The optimal oxygen tension for development of preimplantation mouse embryos to the blastocyst stage in vitro was found to be between 2.5% and 5%. One‐ and two‐cell embryos had a more sharply defined range of oxygen tension capable of supporting development than 8‐cell and morula stages. At all stages of development, more embryos developed to the blastocyst stage under 5% O₂ compared to the numbers of developing under higher oxygen tensions (20% and 40% O₂). The blastocysts developing under 20% O₂ had fewer blastomeres than those which developed under 5% O₂. As the time required for development to the blastocyst stage in vitro increased, there were fewer blastomeres present at the blastocyst stage.

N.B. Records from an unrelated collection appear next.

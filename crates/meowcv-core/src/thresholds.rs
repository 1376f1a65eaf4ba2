//! Process-wide threshold store.
//!
//! Readers always get a copy of the whole [`ThresholdConfig`]; writers
//! validate every supplied field before taking the write lock, so an update
//! is applied completely or not at all.

use crate::types::ThresholdConfig;
use serde::{Deserialize, Deserializer};
use serde_json::Value;
use std::fmt;
use std::sync::{PoisonError, RwLock};
use thiserror::Error;

/// Partial threshold update as received from an administrative request.
///
/// Values are kept as raw JSON so numeric strings can be accepted and
/// every offending field can be reported at once. `None` means the key was
/// absent; an explicit `null` is kept as `Some(Value::Null)` and rejected.
#[derive(Debug, Clone, Default, Deserialize)]
#[serde(deny_unknown_fields)]
pub struct ThresholdUpdate {
    #[serde(default, deserialize_with = "present")]
    pub eye_opening: Option<Value>,
    #[serde(default, deserialize_with = "present")]
    pub mouth_open: Option<Value>,
    #[serde(default, deserialize_with = "present")]
    pub squinting: Option<Value>,
}

fn present<'de, D>(deserializer: D) -> Result<Option<Value>, D::Error>
where
    D: Deserializer<'de>,
{
    Value::deserialize(deserializer).map(Some)
}

impl ThresholdUpdate {
    pub fn eye_opening(value: f64) -> Self {
        Self {
            eye_opening: Some(Value::from(value)),
            ..Self::default()
        }
    }

    pub fn mouth_open(value: f64) -> Self {
        Self {
            mouth_open: Some(Value::from(value)),
            ..Self::default()
        }
    }

    pub fn squinting(value: f64) -> Self {
        Self {
            squinting: Some(Value::from(value)),
            ..Self::default()
        }
    }
}

/// A single field that could not be converted to a finite float.
#[derive(Debug, Clone, PartialEq, Eq)]
pub struct InvalidThresholdValue {
    pub field: &'static str,
    pub value: String,
}

impl fmt::Display for InvalidThresholdValue {
    fn fmt(&self, f: &mut fmt::Formatter<'_>) -> fmt::Result {
        write!(f, "{} = {} is not a number", self.field, self.value)
    }
}

#[derive(Error, Debug, PartialEq, Eq)]
#[error("invalid threshold update: {}", join_invalid(.invalid))]
pub struct ThresholdUpdateError {
    pub invalid: Vec<InvalidThresholdValue>,
}

fn join_invalid(invalid: &[InvalidThresholdValue]) -> String {
    invalid
        .iter()
        .map(ToString::to_string)
        .collect::<Vec<_>>()
        .join(", ")
}

fn to_float(value: &Value) -> Option<f64> {
    let parsed = match value {
        Value::Number(n) => n.as_f64(),
        Value::String(s) => s.trim().parse::<f64>().ok(),
        _ => None,
    };
    parsed.filter(|v| v.is_finite())
}

/// Shared, internally synchronized threshold configuration.
#[derive(Debug)]
pub struct ThresholdStore {
    current: RwLock<ThresholdConfig>,
}

impl Default for ThresholdStore {
    fn default() -> Self {
        Self::new(ThresholdConfig::default())
    }
}

impl ThresholdStore {
    pub fn new(initial: ThresholdConfig) -> Self {
        Self {
            current: RwLock::new(initial),
        }
    }

    /// Copy of the configuration as of this call.
    pub fn snapshot(&self) -> ThresholdConfig {
        *self.current.read().unwrap_or_else(PoisonError::into_inner)
    }

    /// Apply the supplied fields, leaving the others unchanged.
    ///
    /// Returns the configuration as it stands right after this update.
    pub fn update(
        &self,
        update: &ThresholdUpdate,
    ) -> Result<ThresholdConfig, ThresholdUpdateError> {
        let mut invalid = Vec::new();
        let mut parse = |field: &'static str, raw: &Option<Value>| -> Option<f64> {
            let raw = raw.as_ref()?;
            let parsed = to_float(raw);
            if parsed.is_none() {
                invalid.push(InvalidThresholdValue {
                    field,
                    value: raw.to_string(),
                });
            }
            parsed
        };

        let eye_opening = parse("eye_opening", &update.eye_opening);
        let mouth_open = parse("mouth_open", &update.mouth_open);
        let squinting = parse("squinting", &update.squinting);

        if !invalid.is_empty() {
            tracing::warn!(count = invalid.len(), "threshold update rejected");
            return Err(ThresholdUpdateError { invalid });
        }

        let mut current = self.current.write().unwrap_or_else(PoisonError::into_inner);
        if let Some(v) = eye_opening {
            current.eye_opening = v;
        }
        if let Some(v) = mouth_open {
            current.mouth_open = v;
        }
        if let Some(v) = squinting {
            current.squinting = v;
        }

        let updated = *current;
        tracing::info!(
            eye_opening = updated.eye_opening,
            mouth_open = updated.mouth_open,
            squinting = updated.squinting,
            "thresholds updated"
        );
        Ok(updated)
    }
}

#[cfg(test)]
mod tests {
    use super::*;
    use serde_json::json;
    use std::sync::{Arc, Barrier};

    fn parse_update(body: Value) -> ThresholdUpdate {
        serde_json::from_value(body).unwrap()
    }

    #[test]
    fn test_partial_update_leaves_other_fields() {
        let store = ThresholdStore::default();
        let updated = store.update(&ThresholdUpdate::eye_opening(0.04)).unwrap();
        assert_eq!(updated.eye_opening, 0.04);
        assert_eq!(updated.mouth_open, 0.03);
        assert_eq!(updated.squinting, 0.018);
        assert_eq!(store.snapshot(), updated);
    }

    #[test]
    fn test_numeric_strings_accepted() {
        let store = ThresholdStore::default();
        let updated = store
            .update(&parse_update(json!({ "squinting": " 0.01 " })))
            .unwrap();
        assert_eq!(updated.squinting, 0.01);
    }

    #[test]
    fn test_invalid_field_aborts_whole_update() {
        let store = ThresholdStore::default();
        let err = store
            .update(&parse_update(json!({
                "eye_opening": 0.05,
                "mouth_open": "wide",
                "squinting": null
            })))
            .unwrap_err();

        let fields: Vec<_> = err.invalid.iter().map(|i| i.field).collect();
        assert_eq!(fields, vec!["mouth_open", "squinting"]);
        assert_eq!(store.snapshot(), ThresholdConfig::default());
    }

    #[test]
    fn test_explicit_null_is_not_an_absent_key() {
        let update = parse_update(json!({ "eye_opening": 0.05, "squinting": null }));
        assert_eq!(update.squinting, Some(Value::Null));
        assert_eq!(update.mouth_open, None);

        let store = ThresholdStore::default();
        let err = store.update(&update).unwrap_err();
        assert_eq!(
            err.invalid,
            vec![InvalidThresholdValue {
                field: "squinting",
                value: "null".into()
            }]
        );
        assert_eq!(store.snapshot(), ThresholdConfig::default());
    }

    #[test]
    fn test_non_finite_rejected() {
        let store = ThresholdStore::default();
        assert!(store.update(&parse_update(json!({ "eye_opening": "NaN" }))).is_err());
        assert!(store.update(&parse_update(json!({ "eye_opening": "inf" }))).is_err());
        assert!(store.update(&parse_update(json!({ "eye_opening": true }))).is_err());
    }

    #[test]
    fn test_unknown_field_rejected_at_parse() {
        let result = serde_json::from_value::<ThresholdUpdate>(json!({ "eyebrows": 0.1 }));
        assert!(result.is_err());
    }

    #[test]
    fn test_empty_update_is_noop() {
        let store = ThresholdStore::default();
        let updated = store.update(&ThresholdUpdate::default()).unwrap();
        assert_eq!(updated, ThresholdConfig::default());
    }

    #[test]
    fn test_error_names_each_field() {
        let err = ThresholdUpdateError {
            invalid: vec![
                InvalidThresholdValue { field: "eye_opening", value: "\"x\"".into() },
                InvalidThresholdValue { field: "squinting", value: "null".into() },
            ],
        };
        let msg = err.to_string();
        assert!(msg.contains("eye_opening"), "{msg}");
        assert!(msg.contains("squinting"), "{msg}");
    }

    #[test]
    fn test_concurrent_disjoint_updates_both_apply() {
        for _ in 0..50 {
            let store = Arc::new(ThresholdStore::default());
            let barrier = Arc::new(Barrier::new(2));

            let updates = [
                ThresholdUpdate::eye_opening(0.04),
                ThresholdUpdate::mouth_open(0.06),
            ];
            let handles: Vec<_> = updates
                .into_iter()
                .map(|update| {
                    let store = Arc::clone(&store);
                    let barrier = Arc::clone(&barrier);
                    std::thread::spawn(move || {
                        barrier.wait();
                        store.update(&update).unwrap();
                    })
                })
                .collect();
            for h in handles {
                h.join().unwrap();
            }

            let snap = store.snapshot();
            assert_eq!(snap.eye_opening, 0.04);
            assert_eq!(snap.mouth_open, 0.06);
            assert_eq!(snap.squinting, 0.018);
        }
    }

    #[test]
    fn test_snapshot_never_observes_mixed_update() {
        let store = Arc::new(ThresholdStore::default());
        let a = ThresholdConfig { eye_opening: 1.0, mouth_open: 1.0, squinting: 1.0 };
        let b = ThresholdConfig { eye_opening: 2.0, mouth_open: 2.0, squinting: 2.0 };

        let writer = {
            let store = Arc::clone(&store);
            std::thread::spawn(move || {
                for i in 0..2000 {
                    let t = if i % 2 == 0 { a } else { b };
                    let update = ThresholdUpdate {
                        eye_opening: Some(Value::from(t.eye_opening)),
                        mouth_open: Some(Value::from(t.mouth_open)),
                        squinting: Some(Value::from(t.squinting)),
                    };
                    store.update(&update).unwrap();
                }
            })
        };

        for _ in 0..2000 {
            let snap = store.snapshot();
            let consistent = snap == ThresholdConfig::default() || snap == a || snap == b;
            assert!(consistent, "torn snapshot: {snap:?}");
        }
        writer.join().unwrap();
    }
}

These results indicate that the cleaving mouse embryo has an optimal oxygen requirement in vitro of about 5%. At higher oxygen tensions, fewer embryos develop to the blastocyst stage and in those which do develop, there are fewer cell divisions. If a gradient of oxygen tension exists across the blastomeres from the outside of the embryo to its centre, the blastomeres might be using this gradient to obtain information about their location within the embryo and respond accordingly. Thus blastomeres on the outside at a higher oxygen tension would divide at a slower rate and form trophectoderm whereas those on the inside at a lower oxygen tension would divide more rapidly and contribute to the inner cell mass.